Some subjects have mandated camps that they have to attend, how do we go about this as there may not be time to hold these camps when we get back to on-campus learning?

Assessment

How can I manage internal assessment in the current situation?

    • It is expected that schools will continue to provide quality teaching and learning, and in doing so may need to be flexible and agile in course delivery.
    • Evidence against each criterion is collected multiple times from different items/assessment tasks across the year of student learning.
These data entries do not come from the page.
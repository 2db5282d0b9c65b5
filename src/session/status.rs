use std::fmt;

use crate::generation::LoadProgress;

/// User-visible status line
#[derive(Debug, Clone, PartialEq)]
pub enum Status {
    LoadingIndex { url: String },
    IndexLoaded { records: usize },
    LoadingModel(LoadProgress),
    Ready { model: String },
    Embedding,
    Searching,
    Generating { model: String },
    StillAnswering,
    Answered { passages: usize, millis: f64 },
    Error(String),
}

impl Status {
    pub fn is_error(&self) -> bool {
        matches!(self, Self::Error(_))
    }
}

impl fmt::Display for Status {
    fn fmt(&self, f: &mut fmt::Formatter<'_>) -> fmt::Result {
        match self {
            Self::LoadingIndex { url } => write!(f, "Loading index from {url}…"),
            Self::IndexLoaded { records } => write!(f, "Index loaded ({records} passages)."),
            Self::LoadingModel(p) => match p.fraction {
                Some(fraction) => write!(
                    f,
                    "Loading model ({:.0}%): {}",
                    (fraction * 100.0).clamp(0.0, 100.0),
                    p.text
                ),
                None => write!(f, "Loading model: {}", p.text),
            },
            Self::Ready { model } => write!(f, "Ready. Using {model}."),
            Self::Embedding => f.write_str("Embedding question…"),
            Self::Searching => f.write_str("Searching passages…"),
            Self::Generating { model } => write!(f, "Generating answer with {model}…"),
            Self::StillAnswering => f.write_str("Still answering the previous question, please wait…"),
            Self::Answered { passages, millis } => {
                write!(f, "Done in {:.1}s ({passages} passages).", millis / 1000.0)
            }
            Self::Error(message) => write!(f, "Error: {message}"),
        }
    }
}

#[cfg(test)]
mod tests {
    use super::*;

    #[test]
    fn test_progress_percentage() {
        let status = Status::LoadingModel(LoadProgress {
            fraction: Some(0.43),
            text: "Fetching param cache".into(),
        });
        assert_eq!(status.to_string(), "Loading model (43%): Fetching param cache");

        let status = Status::LoadingModel(LoadProgress {
            fraction: None,
            text: "Compiling shaders".into(),
        });
        assert_eq!(status.to_string(), "Loading model: Compiling shaders");
    }

    #[test]
    fn test_answered_seconds() {
        let status = Status::Answered {
            passages: 5,
            millis: 2345.0,
        };
        assert_eq!(status.to_string(), "Done in 2.3s (5 passages).");
    }

    #[test]
    fn test_error_line() {
        let status = Status::Error("boom".into());
        assert!(status.is_error());
        assert_eq!(status.to_string(), "Error: boom");
    }
}
// bookrag/src/embeddings/tokenize.rs
//
// Tokenization wrapper for BERT-style sentence encoders

use std::sync::Arc;
use tokenizers::Tokenizer;

use crate::error::EmbedError;

/// Tokenizer with a fixed truncation length
pub struct EmbedTokenizer {
    tokenizer: Arc<Tokenizer>,
    max_length: usize,
}

/// Model inputs for one text
#[derive(Debug, Clone, PartialEq)]
pub struct TokenizedInput {
    pub input_ids: Vec<i64>,
    pub attention_mask: Vec<i64>,
    pub token_type_ids: Vec<i64>,
}

impl TokenizedInput {
    fn truncate(&mut self, len: usize) {
        self.input_ids.truncate(len);
        self.attention_mask.truncate(len);
        self.token_type_ids.truncate(len);
    }

    fn pad_to(&mut self, len: usize) {
        self.input_ids.resize(len, 0);
        self.attention_mask.resize(len, 0);
        self.token_type_ids.resize(len, 0);
    }
}

impl EmbedTokenizer {
    /// Create from tokenizer.json contents
    pub fn from_json(tokenizer_json: &str, max_length: usize) -> Result<Self, EmbedError> {
        let tokenizer = Tokenizer::from_bytes(tokenizer_json.as_bytes())
            .map_err(|e| EmbedError::Tokenizer(format!("load failed: {e}")))?;

        Ok(Self {
            tokenizer: Arc::new(tokenizer),
            max_length,
        })
    }

    pub fn encode(&self, text: &str) -> Result<TokenizedInput, EmbedError> {
        let encoding = self
            .tokenizer
            .encode(text, true)
            .map_err(|e| EmbedError::Tokenizer(format!("encode failed: {e}")))?;

        let widen = |ids: &[u32]| ids.iter().map(|&v| v as i64).collect::<Vec<i64>>();
        let mut input = TokenizedInput {
            input_ids: widen(encoding.get_ids()),
            attention_mask: widen(encoding.get_attention_mask()),
            token_type_ids: widen(encoding.get_type_ids()),
        };
        input.truncate(self.max_length);

        Ok(input)
    }

    pub fn encode_batch(&self, texts: &[String]) -> Result<Vec<TokenizedInput>, EmbedError> {
        texts.iter().map(|text| self.encode(text)).collect()
    }
}

/// Right-pad a batch with zeros to its longest sequence
pub fn pad_batch(mut inputs: Vec<TokenizedInput>) -> (Vec<TokenizedInput>, usize) {
    let max_len = inputs.iter().map(|i| i.input_ids.len()).max().unwrap_or(0);
    for input in &mut inputs {
        input.pad_to(max_len);
    }
    (inputs, max_len)
}

#[cfg(test)]
mod tests {
    use super::*;

    fn input(ids: &[i64]) -> TokenizedInput {
        TokenizedInput {
            input_ids: ids.to_vec(),
            attention_mask: vec![1; ids.len()],
            token_type_ids: vec![0; ids.len()],
        }
    }

    #[test]
    fn test_pad_batch() {
        let (padded, len) = pad_batch(vec![input(&[101, 7592, 102]), input(&[101, 102])]);
        assert_eq!(len, 3);
        assert_eq!(padded[1].input_ids, vec![101, 102, 0]);
        assert_eq!(padded[1].attention_mask, vec![1, 1, 0]);
        assert_eq!(padded[0], input(&[101, 7592, 102]));
    }

    #[test]
    fn test_pad_empty_batch() {
        let (padded, len) = pad_batch(vec![]);
        assert!(padded.is_empty());
        assert_eq!(len, 0);
    }

    #[test]
    fn test_invalid_tokenizer_json() {
        assert!(matches!(
            EmbedTokenizer::from_json("{not json", 128),
            Err(EmbedError::Tokenizer(_))
        ));
    }
}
If a student has not had an opportunity to address a particular criterion at this stage, there will still be time for them to do so.

     

    • Schools should continue to:
      • manage students according to their assessment policies
      • undertake school-based assessments by teachers
      • keep a record of any student work (for example, photocopy, scan or save online, where possible) and school-based assessment already undertaken in 2020
      • plan ahead for students to undertake assessments later in the year if needed
      • ensure your assessment records are backed-up and the results are entered into your systems, as TASC may require these for validation purposes. See also Standards 1, 2, 3, 4 & 5.
    • Regardless of where and how students are learning, they need to abide by the school’s academic integrity policy and TASC’s Academic Integrity Guide.  The school can use a range of methods and supports regarding this and asking for a student signature would be quite appropriate. See Standard 7.

Are TASC external assessments, including written exams going ahead in 2020?

Are Mid-Year Exams a school based decision or does TASC have recommendations on those particular assessments?

  • Mid-year examinations (their structure, length and timing) are run entirely by schools, should they choose to run them. TASC is not involved in mid-year exams.

How does the current situation impact external assessment?

  • Currently TASC still intends to proceed with planned end of year assessments including folios and written exams in November.

Do teachers need to keep assessment records (and the assessment tasks) for all Level 1-4 TASC accredited courses?

  • Teachers should continue to maintain their assessment records, including their assessment tasks and samples of student work. See Standard 4.

Can exam setters exclude COVID-19 related topics because it will be sensitive for some students?

  • TASC will ensure the external assessment materials do not reference COVID-19 and the pandemic.